理想上,有充裕的時間跟心情,每二天試一方2劑,最好不過。通常經方藥效明顯,所以有沒有中病應該兩劑就有感覺。但我時常忍不住,一天二方,甚至一天三方。跟以前練針相比,試方藥的學習真的好慢啊。扎針有沒有中穴道,是下針立判,有中穴立刻有感覺。有段瘋狂的時間,每天都可以很開心地扎上一百針以上。灸就差多,偶而可以這樣搞個10來穴,大多時候似乎不行,像是曾無法區分濕疹變好是曲池還是曲澤之功。方藥就更不能這樣搞,早上桂枝加龍骨牡蠣湯、中午溫膽湯,晚上酸棗仁湯,晚上睡得很好,功該歸誰?有些方藥確實是下咽立馬有感覺,下咽覆杯之譽不屬虛妄。但即使如此,也不可能一天試個二十、三十方。治病學醫要有耐心

酸棗仁三錢 牡蠣三錢 川芎三錢 茯苓三錢 知母三錢 甘草一錢

加了牡蠣三錢。牡蠣感覺可以把身體側面、胸脅的水邪排掉。這水邪大概是腠理的水邪吧?有條文說「血弱氣盡,腠理開,邪氣因入,與正氣相搏,結於脅下......臟腑相連,其痛必下,邪高痛下,故使嘔也......」,在我的歪理看來,當病入少陽時,邪氣是結在人的側面腠理。而且這層 腠理,跟臟腑有連通,腠理居高處,臟腑居下處,所以「其痛必下」,在腠理的邪氣會導致較深層的臟腑不適、症狀:比如嘔吐。而「腠理」是甚麼?金匱第一篇第二條如此說:「......不遺形體有衰,病則無由入其腠理,腠者,是三焦通會元真之處,為氣血所注;理者,是皮膚臟腑之文理也。」難怪少陽病有一堆問題、或見證,因為少陽經斜循胸脅時是走在腠理的深度,而這一層腠理,外通於皮膚、內通三焦臟腑。故有時可以出現「必有表,復有裡。」的狀況。

    講這麼多,其實是因為醒前會做夢。酸棗仁湯雖改善睡眠,但整天有點昏昏欲睡,不欲長思,醒前還做了夢。前天的夢,是夢到跟一位其實我不熟的西醫同學討論,討論sepsis跟DIC時要怎麼使用四逆湯,還討論藥物比例3-6-8......。挺猛的。讓我想起以前學針時,也曾夢到針灸解剖的東西。

   我發覺,隨著身體慢慢好起來後,夢的內容也會改變。身體差的時候,夢到都是很驚恐糾結的夢,比如跳樓、被殺、驚嚇、被追......,身體改善後,夢的內容就平和多了,而且夢中的情緒、結局,都慢慢好轉。

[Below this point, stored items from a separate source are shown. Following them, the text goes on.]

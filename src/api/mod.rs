//! Control surface over plain HTTP/1.1.
//!
//! A thin layer over [`ConnectionManager`] and [`DetectionPipeline`]; each
//! accepted connection is served on its own thread so a long-lived viewer
//! stream or a slow connect never holds up other requests.

use crate::connection::ConnectionManager;
use crate::error::ConnectError;
use crate::pipeline::DetectionPipeline;
use crate::recognize::IdentityStore;
use crate::stream::{StreamEncoder, CONTENT_TYPE as STREAM_CONTENT_TYPE};
use crate::motion::MotionTrigger;
use anyhow::{anyhow, Context, Result};
use serde::Serialize;
use serde_json::json;
use std::collections::HashMap;
use std::io::{Read, Write};
use std::net::{SocketAddr, TcpListener, TcpStream};
use std::sync::atomic::{AtomicBool, Ordering};
use std::sync::Arc;
use std::thread::JoinHandle;
use std::time::Duration;

const MAX_REQUEST_BYTES: usize = 8192;
const DEFAULT_DETECTION_LIMIT: usize = 20;

#[derive(Clone, Debug)]
pub struct ApiConfig {
    pub addr: String,
    pub snapshot_quality: u8,
}

impl Default for ApiConfig {
    fn default() -> Self {
        Self {
            addr: "127.0.0.1:8000".to_string(),
            snapshot_quality: 90,
        }
    }
}

/// Components the endpoints call into.
#[derive(Clone)]
pub struct ApiContext {
    pub manager: Arc<ConnectionManager>,
    pub pipeline: Option<Arc<DetectionPipeline>>,
    pub identities: Option<Arc<dyn IdentityStore>>,
    pub encoder: StreamEncoder,
}

#[derive(Debug)]
pub struct ApiHandle {
    pub addr: SocketAddr,
    shutdown: Arc<AtomicBool>,
    join: Option<JoinHandle<()>>,
}

impl ApiHandle {
    pub fn stop(mut self) -> Result<()> {
        self.shutdown.store(true, Ordering::SeqCst);
        if let Some(join) = self.join.take() {
            join.join()
                .map_err(|_| anyhow!("api server thread panicked"))?;
        }
        Ok(())
    }
}

pub struct ApiServer {
    cfg: ApiConfig,
    ctx: ApiContext,
}

impl ApiServer {
    pub fn new(cfg: ApiConfig, ctx: ApiContext) -> Self {
        Self { cfg, ctx }
    }

    pub fn spawn(self) -> Result<ApiHandle> {
        let configured_addr: SocketAddr = self
            .cfg
            .addr
            .parse()
            .with_context(|| format!("invalid api address '{}'", self.cfg.addr))?;
        let listener = TcpListener::bind(configured_addr)
            .with_context(|| format!("bind api listener on {}", configured_addr))?;
        let addr = listener.local_addr()?;
        listener.set_nonblocking(true)?;

        let shutdown = Arc::new(AtomicBool::new(false));
        let shutdown_thread = shutdown.clone();
        let shared = Arc::new((self.cfg, self.ctx));
        let join = std::thread::Builder::new()
            .name("facewatch-api".into())
            .spawn(move || {
                if let Err(err) = run_api(listener, shared, shutdown_thread) {
                    log::error!("control api stopped: {:#}", err);
                }
            })
            .context("spawn api thread")?;
        log::info!("control api listening on http://{}", addr);

        Ok(ApiHandle {
            addr,
            shutdown,
            join: Some(join),
        })
    }
}

fn run_api(
    listener: TcpListener,
    shared: Arc<(ApiConfig, ApiContext)>,
    shutdown: Arc<AtomicBool>,
) -> Result<()> {
    loop {
        if shutdown.load(Ordering::SeqCst) {
            break;
        }
        match listener.accept() {
            Ok((stream, peer)) => {
                let shared = shared.clone();
                let spawned = std::thread::Builder::new()
                    .name("facewatch-api-conn".into())
                    .spawn(move || {
                        let (cfg, ctx) = &*shared;
                        if let Err(err) = handle_connection(stream, cfg, ctx) {
                            log::warn!("api request from {} failed: {:#}", peer, err);
                        }
                    });
                if let Err(err) = spawned {
                    log::error!("cannot spawn api connection thread: {}", err);
                }
            }
            Err(err) if err.kind() == std::io::ErrorKind::WouldBlock => {
                std::thread::sleep(Duration::from_millis(50));
                continue;
            }
            Err(err) => return Err(err.into()),
        }
    }
    Ok(())
}

fn handle_connection(mut stream: TcpStream, cfg: &ApiConfig, ctx: &ApiContext) -> Result<()> {
    stream.set_nonblocking(false)?;
    let request = match read_request(&mut stream) {
        Ok(request) => request,
        Err(err) => {
            write_json(&mut stream, 400, &json!({"error": "bad_request"}))?;
            return Err(err);
        }
    };
    log::debug!("{} {}", request.method, request.raw_path);

    match (request.method.as_str(), request.path.as_str()) {
        ("GET", "/health") => write_json(&mut stream, 200, &json!({"status": "ok"})),
        ("GET", "/status") => write_json(&mut stream, 200, &ctx.manager.status()),
        ("GET", "/snapshot") => match ctx.manager.snapshot(cfg.snapshot_quality)? {
            Some(jpeg) => write_response(&mut stream, 200, "image/jpeg", &jpeg),
            None => write_json(&mut stream, 404, &json!({"error": "no_frame"})),
        },
        ("GET", "/detections") => {
            let limit = request
                .query("limit")
                .and_then(|v| v.parse().ok())
                .unwrap_or(DEFAULT_DETECTION_LIMIT);
            let detections = ctx.manager.state().recent_detections(limit);
            write_json(&mut stream, 200, &json!({ "detections": detections }))
        }
        ("GET", "/people") => match &ctx.identities {
            Some(store) => {
                let people: Vec<_> = store
                    .known_people()?
                    .into_iter()
                    .map(|(name, samples)| json!({"name": name, "samples": samples}))
                    .collect();
                write_json(&mut stream, 200, &json!({ "people": people }))
            }
            None => write_json(&mut stream, 503, &json!({"error": "no_identity_store"})),
        },
        ("GET", "/stream") => serve_stream(stream, ctx),
        ("POST", "/connect") => handle_connect(&mut stream, &request, ctx),
        ("POST", "/disconnect") => {
            ctx.manager.disconnect();
            write_json(&mut stream, 200, &json!({"status": "disconnected"}))
        }
        ("POST", "/start") => match ctx.manager.start() {
            Ok(()) => write_json(&mut stream, 200, &json!({"status": "started"})),
            Err(err) => write_json(
                &mut stream,
                409,
                &json!({"error": "not_connected", "detail": format!("{:#}", err)}),
            ),
        },
        ("POST", "/stop") => {
            let joined = ctx.manager.stop();
            write_json(&mut stream, 200, &json!({"status": "stopped", "joined": joined}))
        }
        ("POST", "/detection/toggle") => {
            let enabled = ctx.manager.toggle_detection()?;
            log::info!("detection {}", if enabled { "enabled" } else { "disabled" });
            write_json(&mut stream, 200, &json!({ "enabled": enabled }))
        }
        ("POST", "/detect") => handle_manual_detect(&mut stream, ctx),
        (_, "/health" | "/status" | "/snapshot" | "/detections" | "/people" | "/stream")
        | (_, "/connect" | "/disconnect" | "/start" | "/stop" | "/detection/toggle" | "/detect") => {
            write_json(&mut stream, 405, &json!({"error": "method_not_allowed"}))
        }
        _ => write_json(&mut stream, 404, &json!({"error": "not_found"})),
    }
}

fn handle_connect(stream: &mut TcpStream, request: &HttpRequest, ctx: &ApiContext) -> Result<()> {
    let Some(url) = request.source_url() else {
        return write_json(stream, 400, &json!({"error": "missing_url"}));
    };
    let attempts = ctx.manager.policy().connect_attempts;
    match ctx.manager.connect_with_retry(&url, attempts) {
        Ok(()) => {
            let source = ctx.manager.status().snapshot.source;
            write_json(stream, 200, &json!({"status": "connected", "source": source}))
        }
        Err(err @ ConnectError::InvalidDescriptor { .. }) => write_json(
            stream,
            400,
            &json!({"error": "invalid_source", "detail": err.to_string()}),
        ),
        Err(err) => write_json(
            stream,
            502,
            &json!({"error": "connect_failed", "detail": err.to_string()}),
        ),
    }
}

/// Run one detection cycle on the current frame, bypassing the motion gate.
fn handle_manual_detect(stream: &mut TcpStream, ctx: &ApiContext) -> Result<()> {
    let Some(pipeline) = &ctx.pipeline else {
        return write_json(stream, 503, &json!({"error": "detection_unavailable"}));
    };
    let Some(frame) = ctx.manager.state().current_frame() else {
        return write_json(stream, 404, &json!({"error": "no_frame"}));
    };
    let trigger = MotionTrigger {
        sequence: frame.sequence(),
        frame,
        regions: Vec::new(),
    };
    match pipeline.run_cycle(&trigger) {
        Some(event) => write_json(stream, 200, &*event),
        None => write_json(stream, 409, &json!({"error": "recognition_in_flight"})),
    }
}

fn serve_stream(mut stream: TcpStream, ctx: &ApiContext) -> Result<()> {
    let header = format!(
        "HTTP/1.1 200 OK\r\nContent-Type: {}\r\nCache-Control: no-cache, no-store, must-revalidate\r\nPragma: no-cache\r\nExpires: 0\r\nConnection: close\r\n\r\n",
        STREAM_CONTENT_TYPE
    );
    stream.write_all(header.as_bytes())?;

    let subscription = ctx.manager.distributor().subscribe();
    let current = ctx.manager.state().current_frame();
    let mut parts = 0u64;
    for part in ctx.encoder.viewer_stream(subscription, current) {
        if let Err(err) = stream.write_all(&part).and_then(|()| stream.flush()) {
            log::debug!("viewer disconnected after {} part(s): {}", parts, err);
            return Ok(());
        }
        parts += 1;
    }
    log::info!("viewer stream ended after {} part(s)", parts);
    Ok(())
}

fn read_request(stream: &mut TcpStream) -> Result<HttpRequest> {
    stream.set_read_timeout(Some(Duration::from_secs(2)))?;
    let mut buf = [0u8; 1024];
    let mut data = Vec::new();
    let header_end = loop {
        let n = stream.read(&mut buf)?;
        if n == 0 {
            break data.len();
        }
        data.extend_from_slice(&buf[..n]);
        if data.len() > MAX_REQUEST_BYTES {
            return Err(anyhow!("request too large"));
        }
        if let Some(pos) = data.windows(4).position(|w| w == b"\r\n\r\n") {
            break pos + 4;
        }
    };

    let text = String::from_utf8_lossy(&data[..header_end]);
    let mut lines = text.split("\r\n");
    let request_line = lines.next().ok_or_else(|| anyhow!("empty request"))?;
    let mut parts = request_line.split_whitespace();
    let method = parts.next().ok_or_else(|| anyhow!("missing method"))?;
    let raw_path = parts.next().ok_or_else(|| anyhow!("missing path"))?;
    let mut headers = HashMap::new();
    for line in lines {
        if line.is_empty() {
            break;
        }
        if let Some((k, v)) = line.split_once(':') {
            headers.insert(k.trim().to_lowercase(), v.trim().to_string());
        }
    }

    let content_length: usize = headers
        .get("content-length")
        .and_then(|v| v.parse().ok())
        .unwrap_or(0);
    if header_end + content_length > MAX_REQUEST_BYTES {
        return Err(anyhow!("request too large"));
    }
    let mut body = data.get(header_end..).unwrap_or_default().to_vec();
    while body.len() < content_length {
        let n = stream.read(&mut buf)?;
        if n == 0 {
            break;
        }
        body.extend_from_slice(&buf[..n]);
    }
    body.truncate(content_length);

    let (path, query) = match raw_path.split_once('?') {
        Some((path, query)) => (path, query),
        None => (raw_path, ""),
    };
    let query = url::form_urlencoded::parse(query.as_bytes())
        .into_owned()
        .collect();
    Ok(HttpRequest {
        method: method.to_ascii_uppercase(),
        path: path.to_string(),
        raw_path: raw_path.to_string(),
        query,
        body,
    })
}

fn write_json<T: Serialize + ?Sized>(stream: &mut TcpStream, status: u16, body: &T) -> Result<()> {
    let payload = serde_json::to_vec(body)?;
    write_response(stream, status, "application/json", &payload)
}

fn write_response(
    stream: &mut TcpStream,
    status: u16,
    content_type: &str,
    body: &[u8],
) -> Result<()> {
    let status_line = match status {
        200 => "HTTP/1.1 200 OK",
        400 => "HTTP/1.1 400 Bad Request",
        404 => "HTTP/1.1 404 Not Found",
        405 => "HTTP/1.1 405 Method Not Allowed",
        409 => "HTTP/1.1 409 Conflict",
        502 => "HTTP/1.1 502 Bad Gateway",
        503 => "HTTP/1.1 503 Service Unavailable",
        _ => "HTTP/1.1 500 Internal Server Error",
    };
    let header = format!(
        "{status_line}\r\nContent-Type: {content_type}\r\nContent-Length: {len}\r\nCache-Control: no-store\r\nConnection: close\r\n\r\n",
        status_line = status_line,
        content_type = content_type,
        len = body.len()
    );
    stream.write_all(header.as_bytes())?;
    stream.write_all(body)?;
    Ok(())
}

#[derive(Debug)]
struct HttpRequest {
    method: String,
    path: String,
    raw_path: String,
    query: HashMap<String, String>,
    body: Vec<u8>,
}

impl HttpRequest {
    fn query(&self, key: &str) -> Option<&str> {
        self.query.get(key).map(String::as_str)
    }

    /// `?url=` first, then a JSON body with `url` or `rtsp_url`.
    fn source_url(&self) -> Option<String> {
        if let Some(url) = self.query("url").filter(|u| !u.trim().is_empty()) {
            return Some(url.to_string());
        }
        let body: serde_json::Value = serde_json::from_slice(&self.body).ok()?;
        ["url", "rtsp_url"]
            .iter()
            .find_map(|key| body.get(key).and_then(|v| v.as_str()))
            .filter(|u| !u.trim().is_empty())
            .map(str::to_string)
    }
}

當然,聖人無夢,當身心非常健康沒有任何遺憾,那種連隨時死掉都不會恐懼遺憾的人,應該不會作夢,做了夢也不會記得吧。我主觀覺得,作夢是因為有不好的東西。不好的東西,指的是任何有害身心的東西,比如:年幼過往的悲慘經歷、現實中的遺憾、痛苦、慾望、疾病、亞健康、壓力、嗔怒、執著夢想、風寒暑濕燥火、氣滯血瘀.......。如果在現實中,解決這些東西就不會作夢,反過來,在夢中解決這些東西,現實就不會有遺憾痛苦。現實<--->夢境。內經也說夢境反映現實的身心狀況。或許,現實和夢是一樣的,大概都是為了「為學日益,為道日損」而存在,只是一醒一睡。莊子說的「懸解」大概就是特別講「損」的部分:在現實<=>夢的無限循環中,慢慢把不好的東西給徹底消除掉,以致逍遙。

    身為一名全職家裡蹲、中醫奧少年,我必須把 夢<-->現實,多拉出一角。變成: 夢<-->現實<==>健康<-->夢。從現實與夢的部分拉出「健康」,成三角關係。換句話說,醫術高明,大概可以某程度做到「為道日損」,把不好的東西消除掉,改善現實與夢。在我看來,治病就是還債啦,欠多少還多少,還得了是幸運,還不了就生病。身心是相連的:心修得好,身體必定有所反映;身體調得好,內心必然有所改變。不過對平凡人來說,心病最終還是要病人自己慢慢釋懷,針灸藥物只是大幅幫助;反之,身病終究還是需要針灸藥物,心藥只是大幅助力。